The results of the subsequent open-label extension study showed that the numbers of fever attacks and accompanying symptoms, such as pleurisy and peritonitis, tended to be generally controlled in the long term both in patients who continued to receive TCZ from the preceding study and in those who switched to TCZ. Consistent with the results of this study, there are many reports of efficacy in the literature, including case reports of TCZ [19–22, 30, 31].
Currently, IL-1 inhibitors, including canakinumab, have been shown to be effective in treating crFMF [32, 33], but in some cases, they are not effective enough or cannot be used due to adverse events. IL-1 inhibitors have also been shown to be effective against amyloidosis [34, 35]. It has been proposed that IL-6 inhibitors may have a higher potential to normalize SAA than other biologic agents  and IL-6 inhibitors have been suggested to be useful in preventing the progression of amyloidosis and improving amyloid deposition [21, 37].

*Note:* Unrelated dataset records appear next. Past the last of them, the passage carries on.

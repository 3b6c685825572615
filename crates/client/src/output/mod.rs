//! Output rendering for CLI results.

pub mod pretty;

use pizzeria_core::product::Product;

use crate::cli::OutputFormat;
use crate::error::Result;

/// Render a single product in the requested format.
pub fn render_product(product: &Product, format: OutputFormat) -> Result<String> {
    Ok(match format {
        OutputFormat::Json => serde_json::to_string(product)?,
        OutputFormat::Pretty => pretty::format_product(product),
    })
}

/// Render a product list in the requested format.
pub fn render_products(products: &[Product], format: OutputFormat) -> Result<String> {
    Ok(match format {
        OutputFormat::Json => serde_json::to_string(products)?,
        OutputFormat::Pretty => pretty::format_products(products),
    })
}
use thiserror::Error;

/// Errors raised while validating product input.
///
/// The messages for missing or malformed form input match what the admin
/// menu form shows.
#[derive(Debug, Error, Clone, PartialEq)]
pub enum ProductError {
    #[error("Name is required")]
    NameRequired,
    #[error("Price is required")]
    PriceRequired,
    #[error("Price is not a number")]
    PriceNotANumber,
    #[error("Price cannot be negative: {0}")]
    NegativePrice(f64),
    #[error("Price must be a finite number")]
    PriceNotFinite,
    #[error("Product ID must be positive: {0}")]
    InvalidId(i64),
    #[error("Update must change at least one field")]
    EmptyUpdate,
}

#[cfg(test)]
mod tests {
    use super::*;

    #[test]
    fn test_form_messages() {
        assert_eq!(ProductError::NameRequired.to_string(), "Name is required");
        assert_eq!(ProductError::PriceRequired.to_string(), "Price is required");
        assert_eq!(
            ProductError::PriceNotANumber.to_string(),
            "Price is not a number"
        );
    }

    #[test]
    fn test_invalid_id_display() {
        assert_eq!(
            ProductError::InvalidId(0).to_string(),
            "Product ID must be positive: 0"
        );
    }

    #[test]
    fn test_negative_price_display() {
        assert_eq!(
            ProductError::NegativePrice(-1.5).to_string(),
            "Price cannot be negative: -1.5"
        );
    }
}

In the double-blind period, 2 serious adverse events were observed in 2 patients in the TCZ group (myocarditis, headache) and 1 in the placebo group (hypoglycemia). The following is the detailed history of a case of myocarditis. After 4 weeks of treatment with the investigational drug, the patient developed chest pain, mild ST-segment elevation at V1-4 on electrocardiogram, and cardiac enlargement on plain chest radiograph. Therefore, the patient was evaluated by cardiac catheterization. The catheterization showed no evidence of infarction and myocarditis was suspected, so a myocardial biopsy was performed, which showed neutrophilic inflammation. The cardiologist suggested systemic administration of steroids for progressive myocarditis. Since it was difficult to evaluate this study under moderate doses of steroids, the investigator decided to discontinue the study drug. The myocarditis improved with prednisolone 30 mg oral administration, and prednisone was tapered off. Except for the case of myocarditis, there was no causal relationship with the investigational drug, and the patients recovered with treatment. Although the duration of treatment and the numbers of patients in the prior and continuing studies are limited, the safety profile of TCZ in our research is similar to that in the information available to date [38, 39], and TCZ is considered to be well tolerated in patients with FMF.
There are several limitations to this study. First, the sample size was small, resulting in low statistical power and uncertainty in the results. Second, for patients who did not have fever attacks during the observation period, it was assumed that the frequency of fever attacks would remain low after entry, and therefore, reconsent for the same patients should not be allowed. Third, we should have considered an analysis in which attacks up to 4–8 weeks, when blood levels of TCZ were stable, were not included in the evaluation. Fourth, the high response to placebo could be attributed to differences in the baseline colchicine doses or the number of fever attacks during 24 weeks prior to study entry. Fifth, the percentage of Japanese patients with MEFV exon 10 variants is lower than those in Western countries [40–42], and the number of participants with exon 10 variants was small in this study. The overall low frequency of attacks in this study may be due to the small number of cases with the pathogenic variants in exon 10, which reflects the genetic characteristics of FMF in Japan. Despite these limitations, this is the first double-blind, randomized, placebo-controlled trial to demonstrate the long-term efficacy of TCZ in reducing recurrent fever attacks, and the results of this study provide useful insight into the management of FMF.